- Raisi Location within Iran
- Coordinates: 35°59′49″N 58°37′39″E﻿ / ﻿35.99694°N 58.62750°E
- Country: Iran
- Province: Razavi Khorasan
- County: Miyan Jolgeh
- District: Central
- Rural District: Eshqabad

Population (2016)
- • Total: 1,031
- Time zone: UTC+3:30 (IRST)

= Raisi, Razavi Khorasan =

Village in Razavi Khorasan province, Iran

Raisi (رئيسی) (Note: Also romanized as Ra’īsī; also known as Rīsī) is a village in, and the capital of, Eshqabad Rural District in the Central District (Note: Formerly Miyan Jolgeh District of Nishapur County) of Miyan Jolgeh County, Razavi Khorasan province, Iran.

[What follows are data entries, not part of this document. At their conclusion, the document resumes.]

#[test]
fn test_standoff_fixture_round_trip() {
    let importer = Importer::new(tei());
    let imported = importer.import(&load_fixture("tei_rdf.xml")).unwrap();
    let mut document = imported.document.clone();
    let output = Exporter::new(tei())
        .export(&mut document, &imported.tree, &ExportOptions::default())
        .unwrap();

    let again = importer.import(output.xml()).unwrap();
    assert!(again.warnings.is_empty(), "{:?}", again.warnings);
    assert_eq!(again.document.mode, Mode::XmlRdf);
    assert_eq!(again.document.entity_count(), imported.document.entity_count());
    assert_eq!(again.document.triples().len(), imported.document.triples().len());
    for original in imported.document.entities() {
        let annotation = &original.annotation.uris.as_ref().unwrap().annotation;
        let copy = again.document.entity_by_annotation_uri(annotation).unwrap();
        assert_eq!(copy.kind, original.kind, "{annotation}");
        assert_eq!(copy.info, original.info, "{annotation}");
        assert_eq!(copy.content, original.content, "{annotation}");
        assert_eq!(
            again.tree.entity_text(&copy.id),
            imported.tree.entity_text(&original.id),
            "{annotation}"
        );
    }
    let person = again.document.entity_by_annotation_uri("http://id.cwrc.ca/annotation/1").unwrap();
    assert!(person.annotation.range.as_ref().is_some_and(Range::is_standoff));
    assert_eq!(person.content, "Mary Wollstonecraft Godwin");
}

/// Resolver whose user lookup always fails.
struct FailingResolver;

#[async_trait]
impl IdentifierResolver for FailingResolver {
    async fn entity_uri(&self, _entity: &EntityAnnotation) -> standoff_annotator::Result<String> {
        Ok("http://id.cwrc.ca/person/1".to_string())
    }

    async fn annotation_uri(&self, _entity: &EntityAnnotation) -> standoff_annotator::Result<String> {
        Ok("http://id.cwrc.ca/annotation/1".to_string())
    }

    async fn document_uri(&self, _entity: &EntityAnnotation) -> standoff_annotator::Result<String> {
        Ok("http://id.cwrc.ca/doc/1".to_string())
    }

    async fn target_uri(&self, _entity: &EntityAnnotation) -> standoff_annotator::Result<String> {
        Ok("http://id.cwrc.ca/target/1".to_string())
    }

    async fn selector_uri(&self, _entity: &EntityAnnotation) -> standoff_annotator::Result<String> {
        Ok("http://id.cwrc.ca/selector/1".to_string())
    }

    async fn user_uri(&self, _entity: &EntityAnnotation) -> standoff_annotator::Result<String> {
        Err(AnnotatorError::UnknownId("user".to_string()))
    }
}
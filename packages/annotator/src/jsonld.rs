//! JSON-LD form of an annotation.
//!
//! Embedded in the RDF block as the text of an `rdf:Description` whose
//! `rdf:datatype` is [`JSON_LD_DATATYPE`](crate::config::JSON_LD_DATATYPE).

use indexmap::IndexMap;
use serde::{Deserialize, Serialize};
use serde_json::Value;

use crate::config::{CNT_NS, CW_NS, JSON_LD_DATATYPE, OA_NS, RDF_NS};
use crate::error::Result;
use crate::types::{EntityKind, KindInfo};

pub const FRAGMENT_SELECTOR: &str = "oa:FragmentSelector";
pub const TEXT_POSITION_SELECTOR: &str = "oa:TextPositionSelector";

/// One annotation in JSON-LD.
#[derive(Debug, Clone, PartialEq, Serialize, Deserialize)]
pub struct JsonLdAnnotation {
    #[serde(rename = "@context", default)]
    pub context: IndexMap<String, String>,
    #[serde(rename = "@id")]
    pub id: String,
    #[serde(rename = "@type", default = "annotation_type")]
    pub kind: String,
    #[serde(rename = "motivatedBy", default)]
    pub motivated_by: Option<String>,
    #[serde(rename = "annotatedBy", default)]
    pub annotated_by: Option<String>,
    #[serde(rename = "hasBody")]
    pub has_body: JsonLdBody,
    #[serde(rename = "hasTarget")]
    pub has_target: JsonLdTarget,
    #[serde(rename = "cwrcType")]
    pub cwrc_type: EntityKind,
    #[serde(rename = "cwrcDetails", default)]
    pub cwrc_details: KindInfo,
    #[serde(rename = "hasCertainty", default, skip_serializing_if = "Option::is_none")]
    pub has_certainty: Option<String>,
    #[serde(rename = "cwrcInfo", default, skip_serializing_if = "Option::is_none")]
    pub cwrc_info: Option<Value>,
    #[serde(rename = "cwrcAttributes", default, skip_serializing_if = "IndexMap::is_empty")]
    pub cwrc_attributes: IndexMap<String, Value>,
}

pub(crate) fn annotation_type() -> String {
    "oa:Annotation".to_string()
}

#[derive(Debug, Clone, PartialEq, Serialize, Deserialize)]
pub struct JsonLdBody {
    #[serde(rename = "@id")]
    pub id: String,
    #[serde(rename = "@type", default, skip_serializing_if = "Option::is_none")]
    pub kind: Option<String>,
}

#[derive(Debug, Clone, PartialEq, Serialize, Deserialize)]
pub struct JsonLdTarget {
    #[serde(rename = "@id")]
    pub id: String,
    #[serde(rename = "@type", default = "specific_resource")]
    pub kind: String,
    #[serde(rename = "hasSource")]
    pub has_source: String,
    #[serde(rename = "hasSelector")]
    pub has_selector: JsonLdSelector,
}

pub(crate) fn specific_resource() -> String {
    "oa:SpecificResource".to_string()
}

/// Either a fragment selector (`rdf:value`) or a text position selector
/// (`oa:start`, `oa:end`). Values are xpointers.
#[derive(Debug, Clone, PartialEq, Serialize, Deserialize)]
pub struct JsonLdSelector {
    #[serde(rename = "@id")]
    pub id: String,
    #[serde(rename = "@type")]
    pub kind: String,
    #[serde(rename = "rdf:value", default, skip_serializing_if = "Option::is_none")]
    pub value: Option<String>,
    #[serde(rename = "oa:start", default, skip_serializing_if = "Option::is_none")]
    pub start: Option<String>,
    #[serde(rename = "oa:end", default, skip_serializing_if = "Option::is_none")]
    pub end: Option<String>,
}

/// Context shared by every exported annotation.
#[must_use]
pub fn default_context() -> IndexMap<String, String> {
    [("rdf", RDF_NS), ("oa", OA_NS), ("cw", CW_NS), ("cnt", CNT_NS)]
        .into_iter()
        .map(|(prefix, ns)| (prefix.to_string(), ns.to_string()))
        .collect()
}

impl JsonLdAnnotation {
    pub fn from_json(text: &str) -> Result<Self> {
        Ok(serde_json::from_str(text.trim())?)
    }

    pub fn to_json(&self) -> Result<String> {
        Ok(serde_json::to_string_pretty(self)?)
    }

    /// Wrap the annotation in its RDF description.
    pub fn to_description(&self) -> Result<String> {
        Ok(format!(
            "<rdf:Description rdf:datatype=\"{JSON_LD_DATATYPE}\"><![CDATA[\n{}\n]]></rdf:Description>",
            self.to_json()?.replace("]]>", "]]]]><![CDATA[>")
        ))
    }
}
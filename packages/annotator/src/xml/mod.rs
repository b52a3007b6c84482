//! XML helpers: navigation of parsed documents, fragment serialization,
//! escaping and a minimal XPath evaluator.

mod escape;
mod utils;
mod xpath;

pub use escape::{decode_entities, escape_attribute, escape_text, normalize_text};
pub use utils::{
    element_children, find_child, find_child_ns, find_children, find_children_ns, get_tag_name,
    get_text, has_tag, inner_xml, qualified_attributes, qualified_tag_name, serialize_node,
};
pub use xpath::{resolve_xpath, XPath};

The rural district was previously administered from the city of Eshqabad.

==Demographics==
===Population===
At the time of the 2006 National Census, the village's population was 901 in 222 households, when it was in Miyan Jolgeh District (Note: Renamed the Central District of Miyan Jolgeh County) of Nishapur County. The following census in 2011 counted 940 people in 281 households. The 2016 census measured the population of the village as 1,031 people in 323 households.

In 2023, the district was separated from the county in the establishment of Miyan Jolgeh County and renamed the Central District.